DESCRIPTION OF SYMBOLS 10 ... Gas sensor element 20 ... Porous layer 21 ... Insulating layer 21a ... Through hole 21b ... Through hole 22 ... Insulating layer 23 ... Insulating layer 23a ... Through hole 30 ... Solid electrolyte layer 30a ... Through hole 41 ... Gas to be measured side electrode 41a ... Detection lead part 42 ... Reference gas electrode 42a ... Detection lead 50 ... Heater 50a ... Heat generation part 50b ... Electrode terminal 60 ... Porous protective layer 61 ... Electrode terminal 62 ... Electrode terminal 63 ... Electrode terminal 80 ... Particle dispersion layer 81 ... Particle Dispersion layer 106 ... Ceramic sleeve 110 ... Connection terminal 138 ... Main metal fitting 139 ... Screw part 140 ... Rear end part 142 ... External protector 143 ... Inner protector 144 ... Outer cylinder 146 ... Lead wire 150 ... Grommet 151 ... Ceramic holder 152 ... Shelf part 153 ... talc ring (powder packed bed)
154... Through hole 157. Packing 158. Metal holder 160. Holding part 161. CU ... Control unit FWD ... Front end side BWD ... Rear end side S ... Range

Claims (8)

A solid electrolyte layer;
A measured gas side electrode exposed to a measured gas provided on one surface of the solid electrolyte layer;
A reference gas electrode provided on the other surface of the solid electrolyte layer;
A gas sensor element comprising:
Of the measured gas side electrode, comprising a plurality of porous layers laminated on the side opposite to the side where the solid electrolyte layer is located,
The plurality of porous layers are:
Of the plurality of porous layers, a porous layer other than the porous layer located farthest from the solid electrolyte layer, the first porous layer carrying the first catalytic metal particles,
A porous layer different from the first porous layer among the plurality of porous layers, the second porous layer carrying the second catalytic metal particles, and
The first catalytic metal particles and the second catalytic metal particles are composed of a platinum group metal,
The gas sensor element according to claim 1, wherein the first catalytic metal particles have an average particle size larger than that of the second catalytic metal particles. The gas sensor element according to claim 1,
Among the plurality of porous layers, the porous layer closest to the solid electrolyte layer is a diffusion resistance layer that covers the measured gas side electrode and transmits the measured gas. The gas sensor element according to claim 1 or 2,
The gas sensor element, wherein the first porous layer is a particle in which only the first catalytic metal particle is supported. The gas sensor element according to any one of claims 1 to 3,
The gas sensor element, wherein the second porous layer is located farther from the solid electrolyte layer than the first porous layer. The gas sensor element according to any one of claims 1 to 4,
The gas sensor element, wherein the first catalyst metal particles and the second catalyst metal particles are made of the same metal.
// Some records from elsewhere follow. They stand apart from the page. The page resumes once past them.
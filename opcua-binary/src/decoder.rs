//! Binary decoder for OPC UA data types

use crate::encodable::BinaryEncodable;
use crate::options::DecodingOptions;
use opcua_core::{UaError, UaResult};

/// Kind of length-prefixed value, selects the applicable limit
#[derive(Debug, Clone, Copy, PartialEq, Eq)]
pub enum LengthKind {
    String,
    ByteString,
    Array,
}

/// Binary decoder over a borrowed buffer
///
/// Every read is bounds checked; lengths are validated against the
/// `DecodingOptions` before any allocation happens.
#[derive(Debug)]
pub struct BinaryDecoder<'a> {
    buffer: &'a [u8],
    position: usize,
    options: DecodingOptions,
    depth: usize,
}

impl<'a> BinaryDecoder<'a> {
    /// Create a new decoder
    pub fn new(buffer: &'a [u8], options: DecodingOptions) -> Self {
        Self {
            buffer,
            position: 0,
            options,
            depth: 0,
        }
    }

    /// Decoding options in effect
    pub fn options(&self) -> &DecodingOptions {
        &self.options
    }

    /// Current read position
    pub fn position(&self) -> usize {
        self.position
    }

    /// Bytes left to read
    pub fn remaining(&self) -> usize {
        self.buffer.len() - self.position
    }

    /// Decode any encodable value
    pub fn decode<T: BinaryEncodable>(&mut self) -> UaResult<T> {
        T::decode(self)
    }

    /// Enter a nested value, failing when the depth limit is reached
    pub fn enter(&mut self) -> UaResult<()> {
        if self.options.max_decoding_depth > 0 && self.depth >= self.options.max_decoding_depth {
            return Err(UaError::decoding_limit(format!(
                "Decoding depth exceeds {}",
                self.options.max_decoding_depth
            )));
        }
        self.depth += 1;
        Ok(())
    }

    /// Leave a nested value
    pub fn leave(&mut self) {
        self.depth = self.depth.saturating_sub(1);
    }

    /// Run `f` one nesting level deeper
    pub fn nested<T>(&mut self, f: impl FnOnce(&mut Self) -> UaResult<T>) -> UaResult<T> {
        self.enter()?;
        let result = f(self);
        self.leave();
        result
    }

    /// Read `len` raw bytes
    pub fn read_bytes(&mut self, len: usize) -> UaResult<&'a [u8]> {
        if len > self.remaining() {
            return Err(UaError::decoding(format!(
                "Unexpected end of data: need {} bytes at offset {}, {} available",
                len,
                self.position,
                self.remaining()
            )));
        }
        let bytes = &self.buffer[self.position..self.position + len];
        self.position += len;
        Ok(bytes)
    }

    fn read_array<const N: usize>(&mut self) -> UaResult<[u8; N]> {
        let mut out = [0u8; N];
        out.copy_from_slice(self.read_bytes(N)?);
        Ok(out)
    }

    pub fn read_u8(&mut self) -> UaResult<u8> {
        Ok(self.read_array::<1>()?[0])
    }

    pub fn read_i8(&mut self) -> UaResult<i8> {
        Ok(self.read_u8()? as i8)
    }

    pub fn read_bool(&mut self) -> UaResult<bool> {
        Ok(self.read_u8()? != 0)
    }

    pub fn read_u16(&mut self) -> UaResult<u16> {
        Ok(u16::from_le_bytes(self.read_array()?))
    }

    pub fn read_i16(&mut self) -> UaResult<i16> {
        Ok(i16::from_le_bytes(self.read_array()?))
    }

    pub fn read_u32(&mut self) -> UaResult<u32> {
        Ok(u32::from_le_bytes(self.read_array()?))
    }

    pub fn read_i32(&mut self) -> UaResult<i32> {
        Ok(i32::from_le_bytes(self.read_array()?))
    }

    pub fn read_u64(&mut self) -> UaResult<u64> {
        Ok(u64::from_le_bytes(self.read_array()?))
    }

    pub fn read_i64(&mut self) -> UaResult<i64> {
        Ok(i64::from_le_bytes(self.read_array()?))
    }

    pub fn read_f32(&mut self) -> UaResult<f32> {
        Ok(f32::from_le_bytes(self.read_array()?))
    }

    pub fn read_f64(&mut self) -> UaResult<f64> {
        Ok(f64::from_le_bytes(self.read_array()?))
    }

    /// Read an `i32` length prefix
    ///
    /// # Returns
    /// `None` for `-1` (null), otherwise the validated length
    ///
    /// # Errors
    /// - `BadDecodingError` for negative lengths other than `-1`
    /// - `BadEncodingLimitsExceeded` when the length exceeds the limit for `kind`
    ///   or the configured maximum message size
    /// - `BadDecodingError` when fewer elements/bytes remain than announced
    pub fn read_length(&mut self, kind: LengthKind) -> UaResult<Option<usize>> {
        let raw = self.read_i32()?;
        if raw == -1 {
            return Ok(None);
        }
        if raw < 0 {
            return Err(UaError::decoding(format!("Invalid negative length {}", raw)));
        }
        let len = raw as usize;
        let limit = match kind {
            LengthKind::String => self.options.max_string_length,
            LengthKind::ByteString => self.options.max_byte_string_length,
            LengthKind::Array => self.options.max_array_length,
        };
        if limit > 0 && len > limit {
            return Err(UaError::decoding_limit(format!(
                "{:?} length {} exceeds limit {}",
                kind, len, limit
            )));
        }
        if self.options.max_message_size > 0 && len > self.options.max_message_size {
            return Err(UaError::decoding_limit(format!(
                "{:?} length {} exceeds max message size {}",
                kind, len, self.options.max_message_size
            )));
        }
        // every encoded element occupies at least one byte
        if len > self.remaining() {
            return Err(UaError::decoding(format!(
                "{:?} length {} exceeds the {} remaining bytes",
                kind,
                len,
                self.remaining()
            )));
        }
        Ok(Some(len))
    }

    /// Read a length-prefixed byte sequence
    pub fn read_byte_string(&mut self) -> UaResult<Option<Vec<u8>>> {
        match self.read_length(LengthKind::ByteString)? {
            None => Ok(None),
            Some(len) => Ok(Some(self.read_bytes(len)?.to_vec())),
        }
    }

    /// Read a length-prefixed UTF-8 string
    pub fn read_string(&mut self) -> UaResult<Option<String>> {
        match self.read_length(LengthKind::String)? {
            None => Ok(None),
            Some(len) => {
                let bytes = self.read_bytes(len)?;
                String::from_utf8(bytes.to_vec())
                    .map(Some)
                    .map_err(|e| UaError::decoding(format!("Invalid UTF-8 in string: {}", e)))
            }
        }
    }

    /// Read an array of encodable values
    pub fn read_array_of<T: BinaryEncodable>(&mut self) -> UaResult<Option<Vec<T>>> {
        match self.read_length(LengthKind::Array)? {
            None => Ok(None),
            Some(len) => {
                let mut values = Vec::with_capacity(len);
                for _ in 0..len {
                    values.push(T::decode(self)?);
                }
                Ok(Some(values))
            }
        }
    }

    /// Fail unless every byte has been consumed
    pub fn expect_end(&self) -> UaResult<()> {
        if self.remaining() != 0 {
            return Err(UaError::decoding(format!(
                "Declared length {} does not match consumed {} bytes",
                self.buffer.len(),
                self.position
            )));
        }
        Ok(())
    }
}

#[cfg(test)]
mod tests {
    use super::*;

    #[test]
    fn test_negative_length_rejected() {
        let data = (-2i32).to_le_bytes();
        let mut dec = BinaryDecoder::new(&data, DecodingOptions::default());
        let err = dec.read_string().unwrap_err();
        assert_eq!(err.status_code(), opcua_core::StatusCode::BAD_DECODING_ERROR);
    }

    #[test]
    fn test_string_limit() {
        let mut data = 10i32.to_le_bytes().to_vec();
        data.extend_from_slice(b"0123456789");
        let options = DecodingOptions {
            max_string_length: 4,
            ..Default::default()
        };
        let mut dec = BinaryDecoder::new(&data, options);
        let err = dec.read_string().unwrap_err();
        assert_eq!(err.status_code(), opcua_core::StatusCode::BAD_ENCODING_LIMITS_EXCEEDED);
    }

    #[test]
    fn test_message_size_limit_applies_to_arrays() {
        let data = 1000i32.to_le_bytes();
        let options = DecodingOptions {
            max_message_size: 100,
            ..Default::default()
        };
        let mut dec = BinaryDecoder::new(&data, options);
        assert!(dec.read_array_of::<u8>().is_err());
    }

    #[test]
    fn test_truncated_input() {
        let data = [1u8, 2];
        let mut dec = BinaryDecoder::new(&data, DecodingOptions::default());
        assert!(dec.read_u32().is_err());
    }

    #[test]
    fn test_depth_limit() {
        let options = DecodingOptions {
            max_decoding_depth: 2,
            ..Default::default()
        };
        let mut dec = BinaryDecoder::new(&[], options);
        dec.enter().unwrap();
        dec.enter().unwrap();
        assert!(dec.enter().is_err());
        dec.leave();
        assert!(dec.enter().is_ok());
    }
}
The gas sensor element according to any one of claims 1 to 5,
The gas sensor element according to claim 1, wherein an average particle diameter of the first catalytic metal particles is 10 times or more an average particle diameter of the second catalytic metal particles. A gas sensor element according to any one of claims 1 to 6,
The gas sensor element, wherein an average particle diameter of the second catalytic metal particles is 1 μm or less.   A gas sensor comprising the gas sensor element according to claim 1.